Bucharest Steps Up NATO Bid
Romanian politicians unite over campaign to join the Western military alliance
Bucharest Steps Up NATO Bid
Romanian politicians unite over campaign to join the Western military alliance
Recent upheavals in the Balkans have prompted the Romanian authorities to press for NATO membership.
"In accordance with the country's security needs, NATO membership is our main short-term objective, " said a coalition government statement last Wednesday.
"With concerted efforts and the resolute solidarity of political forces, we can create favourable conditions for Romania to be invited to join NATO at the Alliance's summit next year."
Following its incorporation of the Czech Republic, Hungary and Poland four years ago, the Western military alliance is expected to consider a second wave of new members at its Prague summit in 2002.
All the ruling coalition parties, including the ultra-nationalist Greater Romania Party, PRM, have come out unreservedly in favour of membership.
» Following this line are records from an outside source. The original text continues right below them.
// SPDX-License-Identifier: MIT
// SPDX-FileCopyrightText: 2025 Jonathan D. A. Jewell <hyperpolymath>

//! Recency filter over filename-encoded timestamps
//!
//! Uploaded images carry their capture time in the six characters right
//! before the suffix, e.g. `emg_101501.jpg`. The first two digits are the
//! hour and the next two the minute. The last two are opaque and ignored.

use chrono::{NaiveTime, Timelike};

/// Width of the timestamp field before the suffix
const STAMP_WIDTH: usize = 6;

/// Hour and minute decoded from a filename
#[derive(Debug, Clone, Copy, PartialEq, Eq)]
pub struct FilenameTime {
    time: NaiveTime,
}

impl FilenameTime {
    pub fn new(hour: u32, minute: u32) -> Option<Self> {
        NaiveTime::from_hms_opt(hour, minute, 0).map(|time| Self { time })
    }

    pub fn hour(&self) -> u32 {
        self.time.hour()
    }

    pub fn minute(&self) -> u32 {
        self.time.minute()
    }

    /// Minutes since midnight
    pub fn minute_of_day(&self) -> i32 {
        (self.hour() * 60 + self.minute()) as i32
    }
}

/// Decode the timestamp field of `filename`
///
/// The six characters before `suffix` are `HHMMxx`; the trailing pair is
/// never inspected. Returns `None` when the suffix is missing, the field is
/// too short, or `HHMM` is not a valid hour and minute.
pub fn extract_time(filename: &str, suffix: &str) -> Option<FilenameTime> {
    let stem = filename.strip_suffix(suffix)?;
    let start = stem.len().checked_sub(STAMP_WIDTH)?;
    let stamp = stem.get(start..)?;
    if !stamp.as_bytes()[..4].iter().all(u8::is_ascii_digit) {
        return None;
    }

    let hour = stamp[0..2].parse().ok()?;
    let minute = stamp[2..4].parse().ok()?;
    FilenameTime::new(hour, minute)
}

/// Select the files that arrived "just now"
///
/// Considers the last `window` entries of `files` (in listing order) and
/// keeps those whose minute-of-day lies within `[0, max_minutes]` behind the
/// final entry. There is no midnight rollover: entries from the previous day
/// compute a negative or oversized distance and drop out.
pub fn recent_images(files: &[String], suffix: &str, window: usize, max_minutes: i32) -> Vec<String> {
    let start = files.len().saturating_sub(window);
    let candidates = &files[start..];

    let Some(last) = candidates.last() else {
        return Vec::new();
    };
    let Some(reference) = extract_time(last, suffix) else {
        tracing::debug!("Most recent file {:?} has no timestamp, skipping recency", last);
        return Vec::new();
    };

    candidates
        .iter()
        .filter(|name| match extract_time(name, suffix) {
            Some(time) => {
                let diff = reference.minute_of_day() - time.minute_of_day();
                (0..=max_minutes).contains(&diff)
            }
            None => false,
        })
        .cloned()
        .collect()
}
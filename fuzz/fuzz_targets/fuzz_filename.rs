// SPDX-License-Identifier: MIT
// SPDX-FileCopyrightText: 2025 Jonathan D. A. Jewell <hyperpolymath>

#![no_main]

use arbitrary::Arbitrary;
use libfuzzer_sys::fuzz_target;
use std::sync::OnceLock;

use bucketwatch::cache::LocalImageCache;
use bucketwatch::recency::{extract_time, recent_images};

#[derive(Arbitrary, Debug)]
struct Input {
    names: Vec<String>,
    window: u8,
    max_minutes: u8,
}

fn cache() -> &'static LocalImageCache {
    static CACHE: OnceLock<LocalImageCache> = OnceLock::new();
    CACHE.get_or_init(|| {
        let root = std::env::temp_dir().join("bucketwatch-fuzz");
        LocalImageCache::open(&root, ".jpg").expect("fuzz cache dir")
    })
}

fuzz_target!(|input: Input| {
    for name in &input.names {
        if let Some(time) = extract_time(name, ".jpg") {
            assert!(time.hour() < 24 && time.minute() < 60);
        }
        if let Ok(path) = cache().local_path(name) {
            assert_eq!(path.parent(), Some(cache().root()));
        }
    }

    let recent = recent_images(&input.names, ".jpg", input.window as usize, input.max_minutes as i32);
    assert!(recent.len() <= input.window as usize);
    assert!(recent.iter().all(|r| input.names.contains(r)));
});
// SPDX-License-Identifier: MIT
// SPDX-FileCopyrightText: 2025 Jonathan D. A. Jewell <hyperpolymath>

//! Google Cloud Storage JSON API client

use async_trait::async_trait;
use chrono::{DateTime, Utc};
use reqwest::{Client, RequestBuilder, Url};
use serde::Deserialize;
use std::path::Path;
use std::time::Duration;
use tokio::io::AsyncWriteExt;
use tracing::debug;

use super::{RemoteObject, RemoteStore};
use crate::config::StorageConfig;
use crate::{BucketwatchError, Result};

/// Bucket client for `storage/v1`
pub struct GcsStore {
    client: Client,
    endpoint: String,
    bucket: String,
    token: Option<String>,
}

#[derive(Deserialize)]
#[serde(rename_all = "camelCase")]
struct ListResponse {
    #[serde(default)]
    items: Vec<ListedObject>,
    next_page_token: Option<String>,
}

#[derive(Deserialize)]
struct ListedObject {
    name: String,
    updated: Option<DateTime<Utc>>,
    // the API encodes 64-bit sizes as strings
    size: Option<String>,
}

impl From<ListedObject> for RemoteObject {
    fn from(item: ListedObject) -> Self {
        Self {
            size: item.size.and_then(|s| s.parse().ok()),
            updated: item.updated,
            name: item.name,
        }
    }
}

impl GcsStore {
    /// Create a client from config, reading the bearer token from the environment
    pub fn from_config(config: &StorageConfig) -> Result<Self> {
        let token = std::env::var(&config.access_token_env)
            .ok()
            .filter(|t| !t.trim().is_empty());
        if token.is_none() {
            debug!("{} not set, using unauthenticated requests", config.access_token_env);
        }
        Self::new(
            &config.endpoint,
            &config.bucket,
            token,
            Duration::from_secs(config.timeout_secs),
        )
    }

    pub fn new(endpoint: &str, bucket: &str, token: Option<String>, timeout: Duration) -> Result<Self> {
        let client = Client::builder().timeout(timeout).build()?;
        Ok(Self {
            client,
            endpoint: endpoint.to_string(),
            bucket: bucket.to_string(),
            token,
        })
    }

    /// `{endpoint}/storage/v1/b/{bucket}/o[/{object}]` with each part percent-encoded
    fn objects_url(&self, object: Option<&str>) -> Result<Url> {
        let mut url = Url::parse(&self.endpoint)
            .map_err(|e| BucketwatchError::Config(format!("Invalid storage endpoint: {}", e)))?;
        {
            let mut segments = url.path_segments_mut().map_err(|_| {
                BucketwatchError::Config(format!("Storage endpoint cannot be a base: {}", self.endpoint))
            })?;
            segments
                .pop_if_empty()
                .extend(["storage", "v1", "b", self.bucket.as_str(), "o"]);
            if let Some(name) = object {
                segments.push(name);
            }
        }
        Ok(url)
    }

    fn get(&self, url: Url) -> RequestBuilder {
        let request = self.client.get(url);
        match &self.token {
            Some(token) => request.bearer_auth(token),
            None => request,
        }
    }
}

#[async_trait]
impl RemoteStore for GcsStore {
    async fn list(&self, prefix: &str) -> Result<Vec<RemoteObject>> {
        let mut objects = Vec::new();
        let mut page_token: Option<String> = None;

        loop {
            let mut url = self.objects_url(None)?;
            {
                let mut query = url.query_pairs_mut();
                query.append_pair("prefix", prefix);
                query.append_pair("fields", "items(name,updated,size),nextPageToken");
                if let Some(token) = &page_token {
                    query.append_pair("pageToken", token);
                }
            }

            let response = self.get(url).send().await?;
            if !response.status().is_success() {
                return Err(BucketwatchError::Storage(format!(
                    "listing {:?} returned status {}",
                    prefix,
                    response.status()
                )));
            }

            let page: ListResponse = response.json().await?;
            objects.extend(page.items.into_iter().map(RemoteObject::from));

            match page.next_page_token {
                Some(token) if !token.is_empty() => page_token = Some(token),
                _ => break,
            }
        }

        debug!("Listed {} objects under {:?}", objects.len(), prefix);
        Ok(objects)
    }

    async fn download(&self, object: &RemoteObject, destination: &Path) -> Result<()> {
        let mut url = self.objects_url(Some(&object.name))?;
        url.query_pairs_mut().append_pair("alt", "media");

        let mut response = self.get(url).send().await?;
        if !response.status().is_success() {
            return Err(BucketwatchError::Storage(format!(
                "downloading {} returned status {}",
                object.name,
                response.status()
            )));
        }

        let mut file = tokio::fs::File::create(destination).await?;
        while let Some(chunk) = response.chunk().await? {
            file.write_all(&chunk).await?;
        }
        file.flush().await?;

        Ok(())
    }
}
The government also announced it would be seeking support from the media, non-governmental organizations, as well as trade unions.
The government has recently stepped up attempts to fulfil what it says are requirements for joining NATO.
Prime Minister Adrian Nastase said last week that the Defense Ministry's $850 million budget would be increased by around 35 percent. Another measure, however, has triggered a storm of controversy. President Iliescu said last week he would review a recently passed secrecy law which had outraged democracy activists.
A team of NATO officials last week completed a four-day evaluation of Romania's Alliance credentials. It concluded that Bucharest had made real progress in the judicial, constitutional, political, economic, and security fields, but there were still areas that needed improvement.
This is not the first time the Romanian government has pushed for Alliance membership. The former centre-right administration of President Emil Constantinescu launched a high profile accession campaign four years ago.
Then Romania's bid was blocked largely because of its poor economic record, despite strong backing from several countries including France with whom Romania has strong historical ties.
Yet analysts believe that this time Bucharest's prospects are a lot better as a result of events in the Balkans.
"NATO perception of Romania should have changed following the (1999) war in Yugoslavia and new threats to the Balkan region," said Cornel Codita, a military analyst and professor of international studies at the University of Bucharest.
He says the US, which objected to Bucharest NATO membership bid in 1997, has shifted its view of Romania as an Alliance partner after the latter's support during the Kosovo conflict,
"During the bombardment of Yugoslavia in 1999, Romania acted like a member of the Alliance: allowed NATO bombers to use its airspace and fulfilled other obligations such as maintaining the oil embargo on Belgrade."
Back then, there was widespread domestic opposition to the government's pro-NATO stance - many here siding with Serbia and the defiant nationalism of Slobodan Milosevic.
But attitudes have radically changed. A recent poll showed public support for Alliance membership stands at around 80 per cent. After a decade of unsuccessful economic reforms, people seem to believe that their standard of living will improve by joining NATO.
The swing in popular opinion has also been bolstered by the recent victory of the Party of Moldovan Communists, PCM, in the Moldovan elections in late February.
The PCM leader, Vladimir Voronin, reputedly anti-Romanian and former KGB head in Moldova, is expected to become the country's new president. The re-emergence of the communists in Moldova may well prompt the US to back Romania's NATO bid, says Constantin Balaceanu-Stolnici, a political analyst with the Bucharest newspaper Ziua.
"If Russia is back again on our eastern border, NATO might see this as a powerful argument for including Romania, and thus counteracting Moscow's influence," he said.
"Romania has no interest in becoming a buffer zone in South-eastern Europe. We have our own security interests. And that is why we want to become a member of NATO."